Consumers are increasingly confident about owning electric vehicles (EVs), with rising fuel costs, environmental concerns and lower ownership costs driving a spike in EV purchasing intent, according to new research from EY.

The EY Mobility Consumer Index 2023, an annual report launched in 2020 that provides insights into global automotive trends, shows that of those planning to buy a vehicle, more than half (55%) plan to buy a full electric or plug-in hybrid vehicle in the next two years.

Importantly, 38% say high fuel costs for internal combustion engine (ICE) vehicles are the primary motivator for buying an EV.

This is the first year that high fuel prices are cited as a top motivator for switching to EVs, surpassing environmental concerns and increasing penalties on ICE vehicles to take the top spot.

The latest report shows that consumer confidence in EVs has increased significantly overall, with EV buying intention rising across most markets, including the US (+19%), Sweden (+12%) and Japan (+11%).

Government incentives such as the Inflation Reduction Act (IRA) in the US are also having an impact and are expected to result in a further increase in uptake this year.

In mainland China, while the government ended EV subsidies in 2022, consumer inclination toward EVs continues to thrive, driven by a combination of automakers making increased efforts around research and development, competitive pricing and the wider availability of affordable models.

Meanwhile, SUVs emerge as the most preferred body type for potential EV buyers across geographies. While 43% of respondents indicate their intention to buy an e-SUV, 33% are inclined toward purchasing a sedan.

Furthermore, around 88% respondents indicate their willingness to pay a premium for EVs, compared with 80% in 2022, with 11% to 20% being the price premium that most respondents say they are willing to pay for an EV. 

Randall Miller, EY Global Advanced Manufacturing & Mobility Leader, says:

“For the first time, rising fuel prices is noted as the number one motivator driving EV buying intention, which has increased across most geographies with countries like Sweden, Japan and the US seeing the biggest spike this year. The cost-of-living crisis has shown consumers that buying an EV is potentially the best option for them, with over half of prospective car buyers looking to purchase an EV. However, the study also reveals that favorable government incentives in recent years have played a huge role in encouraging EV adoption. This could have longer-term effects, embedding EVs as a popular choice, as China ended its subsidies in 2022 yet had continued to see EV momentum. But as fuel prices gradually subside and return to more affordable levels, the real challenge for manufacturers is whether consumer inclination toward EVs will persist and what measures will need to be taken in the event that fuel prices decrease. Equally, with demand and confidence high, automakers must start to address consumer concerns to maintain momentum.”

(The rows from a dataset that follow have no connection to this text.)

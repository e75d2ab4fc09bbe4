use serde::{Deserialize, Serialize};

use super::ShapeKind;
use crate::coords::RelativePos;

/// Vertex data of a shape, one variant per kind.
///
/// Every variant holds at least one vertex, so a shape can never be empty.
/// Line and Rectangle are complete once their second point is set.
#[derive(Debug, Clone, PartialEq, Serialize, Deserialize)]
pub enum Geometry {
    Line {
        start: RelativePos,
        end: Option<RelativePos>,
    },
    /// Two opposite corners. After a corner has been picked for reshaping,
    /// `anchor` is the pinned corner and `corner` the movable one.
    Rectangle {
        anchor: RelativePos,
        corner: Option<RelativePos>,
    },
    Polyline {
        vertices: Vec<RelativePos>,
    },
}

impl Geometry {
    /// Starts the geometry of a new shape at its first vertex
    pub fn new(kind: ShapeKind, first: RelativePos) -> Self {
        match kind {
            ShapeKind::Line => Geometry::Line { start: first, end: None },
            ShapeKind::Rectangle => Geometry::Rectangle { anchor: first, corner: None },
            ShapeKind::Polyline => Geometry::Polyline { vertices: vec![first] },
        }
    }

    pub fn kind(&self) -> ShapeKind {
        match self {
            Geometry::Line { .. } => ShapeKind::Line,
            Geometry::Rectangle { .. } => ShapeKind::Rectangle,
            Geometry::Polyline { .. } => ShapeKind::Polyline,
        }
    }

    /// The stored vertices, in order
    pub fn vertices(&self) -> Vec<RelativePos> {
        match self {
            Geometry::Line { start, end } => std::iter::once(*start).chain(*end).collect(),
            Geometry::Rectangle { anchor, corner } => std::iter::once(*anchor).chain(*corner).collect(),
            Geometry::Polyline { vertices } => vertices.clone(),
        }
    }

    pub fn vertex_count(&self) -> usize {
        match self {
            Geometry::Line { end, .. } => 1 + usize::from(end.is_some()),
            Geometry::Rectangle { corner, .. } => 1 + usize::from(corner.is_some()),
            Geometry::Polyline { vertices } => vertices.len(),
        }
    }

    /// Whether the geometry may be committed to the registry
    pub fn is_complete(&self) -> bool {
        match self {
            Geometry::Line { end, .. } => end.is_some(),
            Geometry::Rectangle { corner, .. } => corner.is_some(),
            Geometry::Polyline { vertices } => !vertices.is_empty(),
        }
    }

    /// Appends a vertex. Lines and rectangles accept exactly one more point;
    /// returns false when the point was refused.
    pub fn push(&mut self, point: RelativePos) -> bool {
        match self {
            Geometry::Line { end, .. } | Geometry::Rectangle { corner: end, .. } => {
                if end.is_some() {
                    return false;
                }
                *end = Some(point);
                true
            }
            Geometry::Polyline { vertices } => {
                vertices.push(point);
                true
            }
        }
    }

    /// The four corners of a complete rectangle, in the order
    /// bottom-left, bottom-right, top-right, top-left (min/max per axis).
    pub fn corners(&self) -> Option<[RelativePos; 4]> {
        let Geometry::Rectangle { anchor, corner: Some(corner) } = self else {
            return None;
        };
        let (min_x, max_x) = (anchor.x.min(corner.x), anchor.x.max(corner.x));
        let (min_y, max_y) = (anchor.y.min(corner.y), anchor.y.max(corner.y));
        Some([
            RelativePos::new(min_x, min_y),
            RelativePos::new(max_x, min_y),
            RelativePos::new(max_x, max_y),
            RelativePos::new(min_x, max_y),
        ])
    }

    /// The editable handle set: vertices for lines and polylines, the four
    /// derived corners for a rectangle.
    pub fn handles(&self) -> Vec<RelativePos> {
        match self.corners() {
            Some(corners) => corners.to_vec(),
            None => self.vertices(),
        }
    }

    /// Number of handles that a drag may target
    pub fn movable_handle_count(&self) -> usize {
        match self {
            Geometry::Rectangle { corner, .. } => usize::from(corner.is_some()),
            _ => self.vertex_count(),
        }
    }

    /// Pins the corner diagonally opposite to `corner_index` (an index into
    /// [`Geometry::corners`]) and makes the chosen corner the movable one.
    pub fn pin_rectangle_corner(&mut self, corner_index: usize) -> bool {
        let Some(corners) = self.corners() else {
            return false;
        };
        if corner_index >= corners.len() {
            return false;
        }
        if let Geometry::Rectangle { anchor, corner } = self {
            *anchor = corners[(corner_index + 2) % 4];
            *corner = Some(corners[corner_index]);
        }
        true
    }

    /// Overwrites a movable handle. For a rectangle, index 0 is the free corner.
    pub fn move_handle(&mut self, index: usize, point: RelativePos) -> bool {
        match self {
            Geometry::Line { start, end } => match (index, end) {
                (0, _) => *start = point,
                (1, Some(end)) => *end = point,
                _ => return false,
            },
            Geometry::Rectangle { corner: Some(corner), .. } if index == 0 => *corner = point,
            Geometry::Rectangle { .. } => return false,
            Geometry::Polyline { vertices } => match vertices.get_mut(index) {
                Some(vertex) => *vertex = point,
                None => return false,
            },
        }
        true
    }

    /// Removes the last polyline vertex, never the first one
    pub fn pop_vertex(&mut self) -> Option<RelativePos> {
        match self {
            Geometry::Polyline { vertices } if vertices.len() > 1 => vertices.pop(),
            _ => None,
        }
    }
}

#[cfg(test)]
mod tests {
    use super::*;

    fn rect(a: (f64, f64), b: (f64, f64)) -> Geometry {
        Geometry::Rectangle {
            anchor: RelativePos::new(a.0, a.1),
            corner: Some(RelativePos::new(b.0, b.1)),
        }
    }

    #[test]
    fn line_accepts_exactly_two_points() {
        let mut line = Geometry::new(ShapeKind::Line, RelativePos::new(0.1, 0.1));
        assert!(!line.is_complete());
        assert!(line.push(RelativePos::new(0.2, 0.2)));
        assert!(line.is_complete());
        assert!(!line.push(RelativePos::new(0.3, 0.3)));
        assert_eq!(line.vertex_count(), 2);
    }

    #[test]
    fn corners_are_ordered_from_min_corner() {
        let corners = rect((0.8, 0.2), (0.1, 0.6)).corners().unwrap();
        assert_eq!(corners[0], RelativePos::new(0.1, 0.2));
        assert_eq!(corners[1], RelativePos::new(0.8, 0.2));
        assert_eq!(corners[2], RelativePos::new(0.8, 0.6));
        assert_eq!(corners[3], RelativePos::new(0.1, 0.6));
    }

    #[test]
    fn pinning_keeps_opposite_corner_fixed() {
        let mut geometry = rect((0.1, 0.1), (0.5, 0.4));
        // bottom-right is index 1, its opposite is top-left (index 3)
        assert!(geometry.pin_rectangle_corner(1));
        assert_eq!(
            geometry.vertices(),
            vec![RelativePos::new(0.1, 0.4), RelativePos::new(0.5, 0.1)]
        );
        assert!(geometry.move_handle(0, RelativePos::new(0.9, 0.0)));
        assert_eq!(geometry.vertices()[0], RelativePos::new(0.1, 0.4));
        assert!(!geometry.move_handle(1, RelativePos::new(0.9, 0.0)));
    }

    #[test]
    fn out_of_range_handles_are_refused() {
        let mut polyline = Geometry::new(ShapeKind::Polyline, RelativePos::new(0.1, 0.1));
        polyline.push(RelativePos::new(0.2, 0.1));
        assert!(!polyline.move_handle(2, RelativePos::new(0.5, 0.5)));
        assert!(polyline.move_handle(1, RelativePos::new(0.5, 0.5)));
        assert_eq!(polyline.movable_handle_count(), 2);
    }

    #[test]
    fn pop_vertex_keeps_first_vertex() {
        let mut polyline = Geometry::new(ShapeKind::Polyline, RelativePos::new(0.1, 0.1));
        polyline.push(RelativePos::new(0.5, 0.5));
        assert_eq!(polyline.pop_vertex(), Some(RelativePos::new(0.5, 0.5)));
        assert_eq!(polyline.pop_vertex(), None);
        assert_eq!(polyline.vertex_count(), 1);

        let mut line = Geometry::new(ShapeKind::Line, RelativePos::new(0.1, 0.1));
        line.push(RelativePos::new(0.2, 0.2));
        assert_eq!(line.pop_vertex(), None);
    }
}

Despite the positivity, there are lingering consumer concerns.

While worries about upfront purchase costs have diminished as more affordable models have been made available, 31% of respondents say a lack of charging stations is their biggest concern when considering purchasing an EV.

Importantly, this is true across several markets, with the US, China, UK and Germany citing EV charging as their biggest concern.

Miller says:

“As we continue to move toward an EV future, charging infrastructure remains a crucial hurdle that must be overcome. Collaboration between manufacturers, energy companies and governments at all levels is going to be essential in order to meet the needs of EV drivers hitting the roads; otherwise, the move to EVs will surely stall.”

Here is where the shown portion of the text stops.